Task goal:
Copy out each line from the material where the word "PrintItem" is found.

Records for this task:
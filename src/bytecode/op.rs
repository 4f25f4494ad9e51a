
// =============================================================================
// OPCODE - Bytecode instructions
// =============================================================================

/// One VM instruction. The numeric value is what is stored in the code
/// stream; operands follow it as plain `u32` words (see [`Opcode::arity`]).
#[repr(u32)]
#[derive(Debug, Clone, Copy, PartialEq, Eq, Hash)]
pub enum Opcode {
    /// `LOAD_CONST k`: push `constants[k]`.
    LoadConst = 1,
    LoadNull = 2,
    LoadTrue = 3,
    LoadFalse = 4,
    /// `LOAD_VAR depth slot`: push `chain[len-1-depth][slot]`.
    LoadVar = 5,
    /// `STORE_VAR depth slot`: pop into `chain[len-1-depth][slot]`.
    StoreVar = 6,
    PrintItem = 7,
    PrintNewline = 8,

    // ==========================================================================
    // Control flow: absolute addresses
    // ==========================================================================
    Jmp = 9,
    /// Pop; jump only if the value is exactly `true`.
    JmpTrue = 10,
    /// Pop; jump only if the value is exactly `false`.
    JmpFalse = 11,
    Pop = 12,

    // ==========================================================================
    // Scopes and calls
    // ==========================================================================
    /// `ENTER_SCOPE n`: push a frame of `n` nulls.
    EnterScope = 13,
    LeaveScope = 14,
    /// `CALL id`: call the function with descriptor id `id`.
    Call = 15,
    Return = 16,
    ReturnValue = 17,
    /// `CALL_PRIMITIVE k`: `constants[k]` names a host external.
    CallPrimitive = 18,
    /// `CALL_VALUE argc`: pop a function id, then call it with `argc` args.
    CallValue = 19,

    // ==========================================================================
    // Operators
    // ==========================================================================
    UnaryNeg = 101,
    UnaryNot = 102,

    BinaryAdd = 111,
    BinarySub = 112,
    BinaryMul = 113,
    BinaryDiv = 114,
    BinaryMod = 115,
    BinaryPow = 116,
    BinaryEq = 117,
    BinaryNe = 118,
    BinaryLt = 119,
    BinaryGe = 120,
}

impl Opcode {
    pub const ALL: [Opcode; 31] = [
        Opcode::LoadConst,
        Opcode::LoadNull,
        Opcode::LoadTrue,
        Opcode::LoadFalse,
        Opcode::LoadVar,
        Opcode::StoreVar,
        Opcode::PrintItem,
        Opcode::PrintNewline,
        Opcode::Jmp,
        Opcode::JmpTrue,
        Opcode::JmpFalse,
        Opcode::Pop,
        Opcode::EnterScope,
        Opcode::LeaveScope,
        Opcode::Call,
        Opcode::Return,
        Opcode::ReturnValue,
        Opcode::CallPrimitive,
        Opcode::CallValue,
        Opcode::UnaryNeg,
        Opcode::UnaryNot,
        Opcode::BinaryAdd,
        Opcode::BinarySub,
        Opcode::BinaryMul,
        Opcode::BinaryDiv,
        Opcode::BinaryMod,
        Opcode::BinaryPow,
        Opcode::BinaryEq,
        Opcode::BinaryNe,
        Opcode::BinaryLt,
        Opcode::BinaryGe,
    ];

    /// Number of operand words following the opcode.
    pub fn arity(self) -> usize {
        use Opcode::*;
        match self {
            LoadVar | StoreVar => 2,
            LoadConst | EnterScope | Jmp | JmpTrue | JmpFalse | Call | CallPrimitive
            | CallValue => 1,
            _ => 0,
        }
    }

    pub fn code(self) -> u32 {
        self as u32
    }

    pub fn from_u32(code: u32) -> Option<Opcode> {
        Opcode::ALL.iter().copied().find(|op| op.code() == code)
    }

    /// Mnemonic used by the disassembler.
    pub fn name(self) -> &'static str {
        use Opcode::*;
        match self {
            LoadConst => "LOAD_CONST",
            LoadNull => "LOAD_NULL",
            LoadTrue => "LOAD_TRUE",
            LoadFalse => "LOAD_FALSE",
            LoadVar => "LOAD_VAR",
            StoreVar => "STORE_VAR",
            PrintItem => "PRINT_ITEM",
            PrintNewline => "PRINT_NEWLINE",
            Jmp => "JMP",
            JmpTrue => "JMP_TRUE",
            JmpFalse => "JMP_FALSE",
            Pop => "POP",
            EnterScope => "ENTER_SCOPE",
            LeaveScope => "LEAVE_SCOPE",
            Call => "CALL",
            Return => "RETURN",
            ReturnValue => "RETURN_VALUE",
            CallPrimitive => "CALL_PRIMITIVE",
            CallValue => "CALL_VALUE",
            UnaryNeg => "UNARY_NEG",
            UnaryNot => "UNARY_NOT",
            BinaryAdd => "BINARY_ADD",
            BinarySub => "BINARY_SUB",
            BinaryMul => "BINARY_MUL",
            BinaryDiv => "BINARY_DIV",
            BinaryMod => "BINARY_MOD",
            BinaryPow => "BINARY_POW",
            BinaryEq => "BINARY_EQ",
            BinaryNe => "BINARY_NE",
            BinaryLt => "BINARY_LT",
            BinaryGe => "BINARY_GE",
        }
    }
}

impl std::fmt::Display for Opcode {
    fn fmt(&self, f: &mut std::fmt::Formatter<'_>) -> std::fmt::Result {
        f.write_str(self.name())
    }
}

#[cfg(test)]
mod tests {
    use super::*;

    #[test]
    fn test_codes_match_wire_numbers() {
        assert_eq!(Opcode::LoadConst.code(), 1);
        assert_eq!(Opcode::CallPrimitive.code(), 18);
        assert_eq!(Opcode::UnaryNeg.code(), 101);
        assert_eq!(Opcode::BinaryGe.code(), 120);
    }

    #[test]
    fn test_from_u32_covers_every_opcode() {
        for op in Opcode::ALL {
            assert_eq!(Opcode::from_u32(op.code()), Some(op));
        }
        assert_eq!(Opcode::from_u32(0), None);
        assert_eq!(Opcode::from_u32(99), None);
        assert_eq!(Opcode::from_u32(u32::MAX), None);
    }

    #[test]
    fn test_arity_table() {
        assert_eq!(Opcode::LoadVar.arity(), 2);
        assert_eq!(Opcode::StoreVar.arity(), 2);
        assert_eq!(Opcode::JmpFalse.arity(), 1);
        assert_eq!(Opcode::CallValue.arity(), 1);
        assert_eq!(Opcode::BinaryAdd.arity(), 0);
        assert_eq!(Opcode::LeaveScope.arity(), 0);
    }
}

Answer box:
    PrintItem = 7,
        Opcode::PrintItem,
            PrintItem => "PRINT_ITEM",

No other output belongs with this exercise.